The temptation is only an excuse in applied human nature. Chairman Sir Stuart Hampson has made many a harrumphing noise about the conversion, which broadly translates as "over my dead body" and he has 13 years to go until retirement.
However, sold off on the stock market, John Lewis would realise #3.5 billion so the "partners" are unlikely to give up their ambition easily.
It is 10 years since the Trustee Savings Banks discovered nobody owned them at all and slowly won the courts approval to translate themselves from limbo into tradable asset. The same happened at Reuters. The press agency had flourished into a precocious money making machine but nobody in particular owned it. They merely had subscribers who bought its torrent of news and data. Reuters was then processed by the brokers and bankers and became a prodigious success as a piece of financial engineering.
These oddities are not the only institutions of venerable age and many virtues that could be brought to the market. I have two nominations: the Church of Scotland and the National Trust for Scotland.
The Kirk is a thoroughly odd body. Its legal personality is a charity. It has its own corporate secretariat - 121 George Street, Edinburgh - where they administer a diverse portfolio of properties and equities. Around Scotland, the different Kirk communities hold other assets, although it may be argued that many of its churches and associated manses and meeting halls are more liabilities than resources.
What would happen if the Kirk tried to de-mutualise itself? It is not an entirely silly notion. They did it at the time of the Disruption in the 1840s, when the Free Church split from the establishment. The tussle over the estate still causes wrangles in many communities. Ecclesiastical historians say the fractures would not have occurred if Kirk trustees had invested earlier in the soaring shares of the new steam railway companies.
Who owns the Church of Scotland? Certainly not the state. It took centuries of tenacious fighting to stop kings and parliaments exercising any proprietary rights. It endures in a curious limbo owned by the abstraction of the bureau in Edinburgh and its trustees.
Employing 3000 people and claiming assets worth #500 million in its annual accounts, the Kirk is a wealthy agency. Yet it is odd by every other criteria. It exists to promote the advice of a freelance rabbi in bronze age Palestine. It also offers various comforts, including immortality, to its remaining members. And its service staff, outwith its George Street headquarters, are mostly ministers leading threadbare existences on meagre stipends and modest pensions.
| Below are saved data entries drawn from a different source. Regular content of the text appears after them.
//! Recursive block tree parsing and encoding.
//!
//! Only a header length that would read past the enclosing region aborts
//! parsing; every other anomaly becomes a warning and decoding continues.

use srd_common::{BinaryReader, BinaryWriter};

use crate::block::{Block, BlockTag, BLOCK_ALIGNMENT, BLOCK_HEADER_SIZE};
use crate::registry::BlockRegistry;
use crate::resource::{BufferSelector, ResourceDescriptor};
use crate::{Error, Result, Warning};

/// Parse a region of bytes into an ordered block forest.
///
/// Sibling order is input file order. Child regions recurse with
/// region-relative alignment.
pub fn parse_blocks(
    data: &[u8],
    registry: &BlockRegistry,
    warnings: &mut Vec<Warning>,
) -> Result<Vec<Block>> {
    let mut blocks = Vec::new();
    let mut reader = BinaryReader::new(data);

    while reader.remaining() >= BLOCK_HEADER_SIZE {
        blocks.push(parse_block(&mut reader, registry, warnings)?);
        reader.align_to(BLOCK_ALIGNMENT);
    }

    Ok(blocks)
}

fn parse_block(
    reader: &mut BinaryReader<'_>,
    registry: &BlockRegistry,
    warnings: &mut Vec<Warning>,
) -> Result<Block> {
    let tag_bytes = reader.read_bytes(4)?;
    let tag = BlockTag([tag_bytes[0], tag_bytes[1], tag_bytes[2], tag_bytes[3]]);

    let payload_len = reader.read_u32_be()? as usize;
    let child_len = reader.read_u32_be()? as usize;
    let selector_raw = reader.read_u32_be()?;
    let res_offset = reader.read_u32_be()?;
    let res_length = reader.read_u32_be()?;

    if payload_len > reader.remaining() {
        return Err(Error::BlockOverrun {
            tag,
            declared: payload_len,
            available: reader.remaining(),
        });
    }
    let payload_bytes = reader.read_bytes(payload_len)?;
    reader.align_to(BLOCK_ALIGNMENT);

    if child_len > reader.remaining() {
        return Err(Error::BlockOverrun {
            tag,
            declared: child_len,
            available: reader.remaining(),
        });
    }
    let child_bytes = reader.read_bytes(child_len)?;

    let resource = match selector_raw {
        0 => None,
        raw => match BufferSelector::from_raw(raw) {
            Some(selector) => Some(ResourceDescriptor {
                selector,
                offset: res_offset,
                length: res_length,
            }),
            None => {
                warnings.push(Warning::UnknownSelector { tag, raw });
                None
            }
        },
    };

    let payload = registry.decode(tag, payload_bytes, warnings);
    let children = if child_len > 0 {
        parse_blocks(child_bytes, registry, warnings)?
    } else {
        Vec::new()
    };

    Ok(Block {
        tag,
        payload_len: payload_len as u32,
        payload,
        resource,
        children,
    })
}

/// Encode a block forest back to container bytes.
///
/// Typed encoders take precedence; tags decoded without one re-emit their
/// retained raw payload, so unknown blocks round-trip byte-exact.
pub fn encode_blocks(blocks: &[Block], registry: &BlockRegistry) -> Vec<u8> {
    let mut writer = BinaryWriter::new();
    for block in blocks {
        encode_block(block, registry, &mut writer);
        writer.align_to(BLOCK_ALIGNMENT);
    }
    writer.into_vec()
}

fn encode_block(block: &Block, registry: &BlockRegistry, writer: &mut BinaryWriter) {
    let payload = registry
        .encode(block.tag, &block.payload)
        .or_else(|| block.payload.raw_bytes().map(<[u8]>::to_vec))
        .unwrap_or_default();
    let children = encode_blocks(&block.children, registry);

    writer.write_bytes(block.tag.as_bytes());
    writer.write_u32_be(payload.len() as u32);
    writer.write_u32_be(children.len() as u32);
    match &block.resource {
        Some(desc) => {
            writer.write_u32_be(desc.selector.to_raw());
            writer.write_u32_be(desc.offset);
            writer.write_u32_be(desc.length);
        }
        None => {
            writer.write_u32_be(0);
            writer.write_u32_be(0);
            writer.write_u32_be(0);
        }
    }

    writer.write_bytes(&payload);
    writer.align_to(BLOCK_ALIGNMENT);
    writer.write_bytes(&children);
}

#[cfg(test)]
pub(crate) mod tests {
    use super::*;
    use crate::blocks::BlockPayload;

    /// Append one raw block to `w`: header, payload, padding, child region.
    pub(crate) fn write_block(
        w: &mut BinaryWriter,
        tag: &[u8; 4],
        payload: &[u8],
        resource: Option<(u32, u32, u32)>,
        children: &[u8],
    ) {
        w.write_bytes(tag);
        w.write_u32_be(payload.len() as u32);
        w.write_u32_be(children.len() as u32);
        let (sel, off, len) = resource.unwrap_or((0, 0, 0));
        w.write_u32_be(sel);
        w.write_u32_be(off);
        w.write_u32_be(len);
        w.write_bytes(payload);
        w.align_to(BLOCK_ALIGNMENT);
        w.write_bytes(children);
        w.align_to(BLOCK_ALIGNMENT);
    }

    #[test]
    fn test_sibling_and_child_order_is_file_order() {
        let mut inner = BinaryWriter::new();
        write_block(&mut inner, b"$AAA", &[1], None, &[]);
        write_block(&mut inner, b"$BBB", &[2], None, &[]);
        let inner = inner.into_vec();

        let mut outer = BinaryWriter::new();
        write_block(&mut outer, b"$TOP", &[], None, &inner);
        write_block(&mut outer, b"$CT0", &[], None, &[]);
        let data = outer.into_vec();

        let registry = BlockRegistry::with_builtin_tags();
        let mut warnings = Vec::new();
        let blocks = parse_blocks(&data, &registry, &mut warnings).unwrap();

        assert_eq!(blocks.len(), 2);
        assert_eq!(blocks[0].tag, BlockTag(*b"$TOP"));
        assert_eq!(blocks[1].tag, BlockTag::CT0);
        assert_eq!(blocks[0].child_count(), 2);
        assert_eq!(blocks[0].children[0].tag, BlockTag(*b"$AAA"));
        assert_eq!(blocks[0].children[1].tag, BlockTag(*b"$BBB"));
        assert!(warnings.is_empty());
    }

    #[test]
    fn test_header_descriptor_parsed() {
        let mut w = BinaryWriter::new();
        write_block(&mut w, b"$ZZZ", &[0xAB], Some((2, 0xE000_0010, 64)), &[]);
        let data = w.into_vec();

        let registry = BlockRegistry::with_builtin_tags();
        let mut warnings = Vec::new();
        let blocks = parse_blocks(&data, &registry, &mut warnings).unwrap();

        let desc = blocks[0].resource.unwrap();
        assert_eq!(desc.selector, BufferSelector::Secondary);
        assert_eq!(desc.offset, 0xE000_0010);
        assert_eq!(desc.masked_offset(), 0x10);
        assert_eq!(desc.length, 64);
    }

    #[test]
    fn test_unknown_selector_is_warning() {
        let mut w = BinaryWriter::new();
        write_block(&mut w, b"$ZZZ", &[], Some((9, 0, 0)), &[]);

        let registry = BlockRegistry::with_builtin_tags();
        let mut warnings = Vec::new();
        let blocks = parse_blocks(&w.into_vec(), &registry, &mut warnings).unwrap();

        assert!(blocks[0].resource.is_none());
        assert!(matches!(warnings[0], Warning::UnknownSelector { raw: 9, .. }));
    }

    #[test]
    fn test_overrun_is_fatal() {
        let mut w = BinaryWriter::new();
        w.write_bytes(b"$BAD");
        w.write_u32_be(1000); // payload length past the buffer end
        w.write_u32_be(0);
        w.write_u32_be(0);
        w.write_u32_be(0);
        w.write_u32_be(0);

        let registry = BlockRegistry::with_builtin_tags();
        let mut warnings = Vec::new();
        let err = parse_blocks(&w.into_vec(), &registry, &mut warnings).unwrap_err();
        assert!(matches!(err, Error::BlockOverrun { declared: 1000, .. }));
    }

    #[test]
    fn test_unknown_block_round_trips_byte_exact() {
        let mut w = BinaryWriter::new();
        write_block(&mut w, b"$ZZZ", &[9, 8, 7, 6, 5], Some((1, 0x40, 16)), &[]);
        let data = w.into_vec();

        let registry = BlockRegistry::with_builtin_tags();
        let mut warnings = Vec::new();
        let blocks = parse_blocks(&data, &registry, &mut warnings).unwrap();

        assert!(blocks[0].is_unknown());
        assert!(matches!(
            blocks[0].payload,
            BlockPayload::Unknown(ref raw) if raw == &[9, 8, 7, 6, 5]
        ));
        assert_eq!(encode_blocks(&blocks, &registry), data);
    }

    #[test]
    fn test_known_blocks_round_trip_byte_exact() {
        let cfh = {
            let mut p = crate::blocks::CFH_MAGIC.to_be_bytes().to_vec();
            p.extend_from_slice(&1i32.to_le_bytes());
            p.extend_from_slice(&2i32.to_le_bytes());
            p.extend_from_slice(&3i32.to_le_bytes());
            p
        };
        let rsf = {
            let mut p = crate::blocks::RSF_MAGIC.to_be_bytes().to_vec();
            p.extend_from_slice(&[0u8; 12]);
            p.extend_from_slice(b"folder\0");
            p
        };

        let mut w = BinaryWriter::new();
        write_block(&mut w, b"$CFH", &cfh, None, &[]);
        write_block(&mut w, b"$RSF", &rsf, None, &[]);
        write_block(&mut w, b"$CT0", &[], None, &[]);
        let data = w.into_vec();

        let registry = BlockRegistry::with_builtin_tags();
        let mut warnings = Vec::new();
        let blocks = parse_blocks(&data, &registry, &mut warnings).unwrap();

        assert!(warnings.is_empty(), "unexpected warnings: {warnings:?}");
        assert_eq!(encode_blocks(&blocks, &registry), data);
    }
}
//! Block tag registry and dispatch.
//!
//! Maps a 4-character tag to its decode and (optional) encode functions.
//! Tags without a registered codec fall back to the opaque passthrough, so
//! new tags are additive and never reject a file.

use std::collections::HashMap;

use crate::block::BlockTag;
use crate::blocks::{ct0, BlockPayload, CfhPayload, RsfPayload, RsiPayload, VtxPayload};
use crate::Warning;

/// Decode a raw payload into a typed variant. Must not hard-fail: anomalies
/// go into the warning sink and the readable fields are kept.
pub type DecodeFn = fn(&[u8], &mut Vec<Warning>) -> BlockPayload;

/// Re-encode a typed payload to bytes. Returns `None` when handed a
/// variant the codec does not own.
pub type EncodeFn = fn(&BlockPayload) -> Option<Vec<u8>>;

struct BlockCodec {
    decode: DecodeFn,
    encode: Option<EncodeFn>,
}

/// Registry of per-tag payload codecs.
pub struct BlockRegistry {
    codecs: HashMap<BlockTag, BlockCodec>,
}

impl BlockRegistry {
    /// An empty registry; every tag decodes to the opaque passthrough.
    pub fn new() -> Self {
        Self {
            codecs: HashMap::new(),
        }
    }

    /// A registry with all statically known tags registered.
    pub fn with_builtin_tags() -> Self {
        let mut registry = Self::new();
        registry.register(BlockTag::CFH, CfhPayload::decode, Some(CfhPayload::encode));
        registry.register(BlockTag::RSF, RsfPayload::decode, Some(RsfPayload::encode));
        registry.register(BlockTag::CT0, ct0::decode, Some(ct0::encode));
        registry.register(BlockTag::VTX, VtxPayload::decode, None);
        registry.register(BlockTag::RSI, RsiPayload::decode, None);
        registry
    }

    /// Register (or replace) the codec for a tag.
    pub fn register(&mut self, tag: BlockTag, decode: DecodeFn, encode: Option<EncodeFn>) {
        self.codecs.insert(tag, BlockCodec { decode, encode });
    }

    /// Decode a payload, falling back to the opaque passthrough on a miss.
    pub fn decode(&self, tag: BlockTag, payload: &[u8], warnings: &mut Vec<Warning>) -> BlockPayload {
        match self.codecs.get(&tag) {
            Some(codec) => (codec.decode)(payload, warnings),
            None => BlockPayload::Unknown(payload.to_vec()),
        }
    }

    /// Encode a payload through its tag's encoder, if one is registered.
    ///
    /// Tags decoded without an encoder re-emit their retained raw bytes
    /// (see [`BlockPayload::raw_bytes`]); the block encoder handles that
    /// fallback.
    pub fn encode(&self, tag: BlockTag, payload: &BlockPayload) -> Option<Vec<u8>> {
        self.codecs
            .get(&tag)
            .and_then(|codec| codec.encode)
            .and_then(|encode| encode(payload))
    }
}

impl Default for BlockRegistry {
    fn default() -> Self {
        Self::with_builtin_tags()
    }
}

#[cfg(test)]
mod tests {
    use super::*;

    #[test]
    fn test_unknown_tag_falls_back_to_opaque() {
        let registry = BlockRegistry::with_builtin_tags();
        let mut warnings = Vec::new();

        let payload = registry.decode(BlockTag(*b"$ZZZ"), &[1, 2, 3], &mut warnings);
        assert!(matches!(payload, BlockPayload::Unknown(ref raw) if raw == &[1, 2, 3]));
        assert!(warnings.is_empty());
    }

    #[test]
    fn test_registered_tag_dispatches() {
        let registry = BlockRegistry::with_builtin_tags();
        let mut warnings = Vec::new();

        let payload = registry.decode(BlockTag::CT0, &[], &mut warnings);
        assert!(matches!(payload, BlockPayload::Ct0));
        assert_eq!(registry.encode(BlockTag::CT0, &payload), Some(Vec::new()));
    }

    #[test]
    fn test_custom_registration_overrides() {
        fn decode_stub(_payload: &[u8], _warnings: &mut Vec<Warning>) -> BlockPayload {
            BlockPayload::Ct0
        }

        let mut registry = BlockRegistry::with_builtin_tags();
        registry.register(BlockTag::CFH, decode_stub, None);

        let mut warnings = Vec::new();
        let payload = registry.decode(BlockTag::CFH, &[0; 16], &mut warnings);
        assert!(matches!(payload, BlockPayload::Ct0));
    }
}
De-mutualising the Church of Scotland would not compromise or dilute its religious purposes. Indeed, they could be revitalised by the juices of sound finance. After all, if each minister was to share in the assets, then they would get a one-off payment of perhaps #300,000. They could blow it on luxury but that would sour the idea. Converted into an income stream, that sum would lift the clerics on to a middling professional salary level.
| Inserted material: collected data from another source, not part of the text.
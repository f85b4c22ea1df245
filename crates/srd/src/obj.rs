//! OBJ text serialization.
//!
//! Meshes from one file share a single output; OBJ face indices are global
//! and 1-based, so the writer carries the cumulative vertex count of the
//! meshes already appended and renumbers each face index by it.

use std::fmt::Write;

use crate::mesh::MeshGeometry;

/// Accumulating OBJ text writer.
#[derive(Debug, Default)]
pub struct ObjWriter {
    out: String,
    vertex_base: usize,
}

impl ObjWriter {
    /// Create an empty writer.
    pub fn new() -> Self {
        Self::default()
    }

    /// Cumulative vertex count of the meshes appended so far.
    pub fn vertex_base(&self) -> usize {
        self.vertex_base
    }

    /// Append one mesh: object header, position/normal/UV streams, then one
    /// face line per triangle. Each face index is reused across the
    /// position/UV/normal channels and shifted by `1 + vertex_base`.
    pub fn append_mesh(&mut self, mesh: &MeshGeometry) {
        let out = &mut self.out;

        let _ = writeln!(out, "o {}", mesh.name);
        for p in &mesh.positions {
            let _ = writeln!(out, "v {} {} {}", p[0], p[1], p[2]);
        }
        out.push('\n');

        for n in &mesh.normals {
            let _ = writeln!(out, "vn {} {} {}", n[0], n[1], n[2]);
        }
        out.push('\n');

        for uv in &mesh.uvs {
            let _ = writeln!(out, "vt {} {}", uv[0], uv[1]);
        }
        out.push('\n');

        for t in &mesh.triangles {
            let a = t[0] as usize + self.vertex_base + 1;
            let b = t[1] as usize + self.vertex_base + 1;
            let c = t[2] as usize + self.vertex_base + 1;
            let _ = writeln!(out, "f {a}/{a}/{a} {b}/{b}/{b} {c}/{c}/{c}");
        }
        out.push('\n');

        self.vertex_base += mesh.positions.len();
    }

    /// Finish and return the OBJ text.
    pub fn finish(self) -> String {
        self.out
    }
}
I suspect the experience of the exercise of selling off the Kirk's portfolio would flush out many assets that have laid hidden for generations, a series of accretions left over from the days when the state forced us all into the Roman version of religion.
Since we converted to the Swiss national faith, many well-meaning folk have bequeathed money and shares to the Kirk as a mixture of personal insurance policy - just in case the supernatural claims proved true - and because local kirks were centres of affection and a sense of community. I believe this process, akin to privatisation, could jolt the docile Church of Scotland into being a more lively and benign force.
It is possible that demutualisation could be accompanied by a tax change allowing us all to give, say, #250 a year tax-free to a religious institution. The churches of America and Germany enjoy tasty tax concessions that we ought to match, but I think that too many Scots divines feel such ideas are far too pedestrian and vulgar for them to even address the subject.
To those for whom religion is largely baffling but also harmless, no demands would be made on us. For those who did believe in the church's evangelical role, it has to be happier with more cash.
Meanwhile, the National Trust for Scotland is another attractive but thoroughly odd entity. It shows assets of #31m, but its break up value far exceeds that.
I am not proposing the desecration of its estate - it does look after many national treasures - but I do think that if National Trust members voted to de-mutualise their eccentric and delightfully curious collection of properties then they could all enjoy a pay out of around #15,000 each.
I should declare my interests I have no shares in the Kirk but I do covenant money to the National Trust. But I do know both could be improved. The capitalist way has to be better than the present licence to snooze.